We went to the park after breakfast and he pointed out the Consul’s house, and asked his name. It was 7:45. Back to the taxi. “Pedro Morgatio Izquierda,” I rehearsed the name silently in the car on the way back to the immigration office. I smiled brightly at all officers and they stamped my passport and wished me a good day. I exhaled as I walked quickly from the office, and smiled at Gustavo. “Thank you so much!”

As we approached the border to Huaquillas again, Gustavo asked me for a tip that almost doubled our agreed-upon price, wheedling that he needed to make a profit and that his knowledge had saved me money. The small feeling returned, and I argued with him for a few minutes, finally giving him a smaller tip. As I walked back into Ecuador and found my way to the bus station I felt weary from ignorantly trying to defend myself from being taken advantage of and still be fair, and for the first time in all my solo travels, I wished I hadn’t been alone.

My Ecuadorian entry stamp and visa extension were then easy and back on the bus I took off my shoes, opened my window and my notebook and went to work on things for PAIC.

At the Guayaquil bus station I got on a city bus to Guasmo Sur, sat in a bench 3 rows behind the driver’s seat. Near 9 de Octubre, Guayaquil’s main street, a blind man was helped onto the bus. In one hand he gripped the broomstick serving as his cane, with the other he held onto the silver bar at the entrance to the bus, which lurched forward as he reached into his pocket for his 25 cents. He teetered. Everyone sat in their seats. I jumped up, put my hand on his shoulder.

“Can I help you to your seat?” I yelled above the regatón music and the wind. I didn’t hear his answer, but as I guided him to the seat just behind him, the bus driver slammed on his breaks, and the little man and I stumbled forward then backwards. He half fell into the seat behind him; I regained my balance and laughed in disbelief as the bus weaved through traffic.

Ten minutes later he yelled, “Where are we?” and the other people on the bus yelled back street names, and helped him off the bus; I craned my neck to watch him walk slowly down the sidewalk. I opened my newspaper and as I looked down to read it, noted my formerly-white shirt was brown from two dusty traveling days. A few minutes later the other passengers and I laughed at each other in disbelief, bouncing out of our seats the bus driver drove over the median to change lanes. A few minutes later, a stream of dirty water flew through the bus window and hit me in the face. I looked back to see men working on a water line by the highway, and wondered if my life could get any more bizarre.

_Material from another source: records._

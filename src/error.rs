//! Error taxonomy for the content pipeline.
//!
//! Duplicate sections are deliberately absent: they are resolved silently by
//! the section normalizer and never surface as errors.

use crate::schema::Violation;
use std::fmt;
use std::path::PathBuf;
use thiserror::Error;

#[derive(Debug, Error)]
pub enum ContentError {
    /// No candidate locale produced a file for a page that requires one.
    #[error("no content for {page} (requested '{requested}', tried {candidates:?})")]
    MissingContent {
        page: String,
        requested: String,
        candidates: Vec<String>,
    },

    /// A matched file exists but is not valid JSON.
    #[error("malformed JSON in {}: {source}", .path.display())]
    MalformedContent {
        path: PathBuf,
        #[source]
        source: serde_json::Error,
    },

    /// Parsed JSON does not match the declared shape.
    #[error("{document} [{locale}] failed validation:\n{}", ViolationList(.violations))]
    SchemaViolation {
        locale: String,
        document: String,
        violations: Vec<Violation>,
    },

    /// A section discriminator with no renderer.
    #[error("unknown section type '{found}' (expected one of: {})", .expected.join(", "))]
    UnknownSectionType {
        found: String,
        expected: Vec<&'static str>,
    },

    #[error("content pattern '{pattern}' must contain exactly one {{locale}} placeholder")]
    InvalidPattern { pattern: String },

    #[error("failed to read {}: {source}", .path.display())]
    Io {
        path: PathBuf,
        #[source]
        source: std::io::Error,
    },
}

impl ContentError {
    /// Violations carried by a schema error, empty for every other kind.
    pub fn violations(&self) -> &[Violation] {
        match self {
            ContentError::SchemaViolation { violations, .. } => violations,
            _ => &[],
        }
    }

    pub fn is_schema_violation(&self) -> bool {
        matches!(self, ContentError::SchemaViolation { .. })
    }
}

struct ViolationList<'a>(&'a [Violation]);

impl fmt::Display for ViolationList<'_> {
    fn fmt(&self, f: &mut fmt::Formatter<'_>) -> fmt::Result {
        for (i, violation) in self.0.iter().enumerate() {
            if i > 0 {
                writeln!(f)?;
            }
            write!(f, "  - {violation}")?;
        }
        Ok(())
    }
}

#[cfg(test)]
mod tests {
    use super::*;
    use crate::schema::{FieldPath, ViolationKind};

    #[test]
    fn test_schema_violation_lists_every_path() {
        let err = ContentError::SchemaViolation {
            locale: "zh-TW".to_string(),
            document: "home".to_string(),
            violations: vec![
                Violation::new(FieldPath::root().key("hero").key("title"), ViolationKind::Missing),
                Violation::new(FieldPath::root().key("heroo"), ViolationKind::UnknownKey),
            ],
        };

        let msg = err.to_string();
        assert!(msg.contains("home [zh-TW]"));
        assert!(msg.contains("$.hero.title: missing required field"));
        assert!(msg.contains("$.heroo: unknown key"));
        assert_eq!(err.violations().len(), 2);
        assert!(err.is_schema_violation());
    }

    #[test]
    fn test_unknown_section_type_lists_expected() {
        let err = ContentError::UnknownSectionType {
            found: "carousel".to_string(),
            expected: vec!["cta", "prose"],
        };
        assert_eq!(
            err.to_string(),
            "unknown section type 'carousel' (expected one of: cta, prose)"
        );
        assert!(err.violations().is_empty());
    }

    #[test]
    fn test_invalid_pattern_message() {
        let err = ContentError::InvalidPattern {
            pattern: "content/home.json".to_string(),
        };
        assert!(err.to_string().contains("{locale}"));
    }
}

The answer was yes. On Wednesday the president of the country was overthrown, and when I talked to my Mom she told me my new credit card she mailed me was stolen in the mail, and someone tried to charge over $2,000 on it. On Thursday morning a group of police and government officials surrounded Mi Cometa, breaking down the door I stood on the other side of with my colleagues, trying to reason with the armed men. By later in the day Mi Cometa’s story was all over the news.

Friday after a bout of diarrhea, a broken refrigerator and a fall into one of the disgusting mud pools that comprise Guasmo’s streets this time of year, I joined the rest of Mi Cometa for a demonstration in front of the Public Ministry and the Office of Telecommunications in Guayaquil.

By yesterday evening letters were pouring into Mi Cometa from other organizations expressing their support for our plight, and plans are currently underway to mobilize 200 people from Guasmo Sur to go to Quito to dialogue inside and protest outside the offices of the Superintendent of Telecommunications and the new President of Ecuador.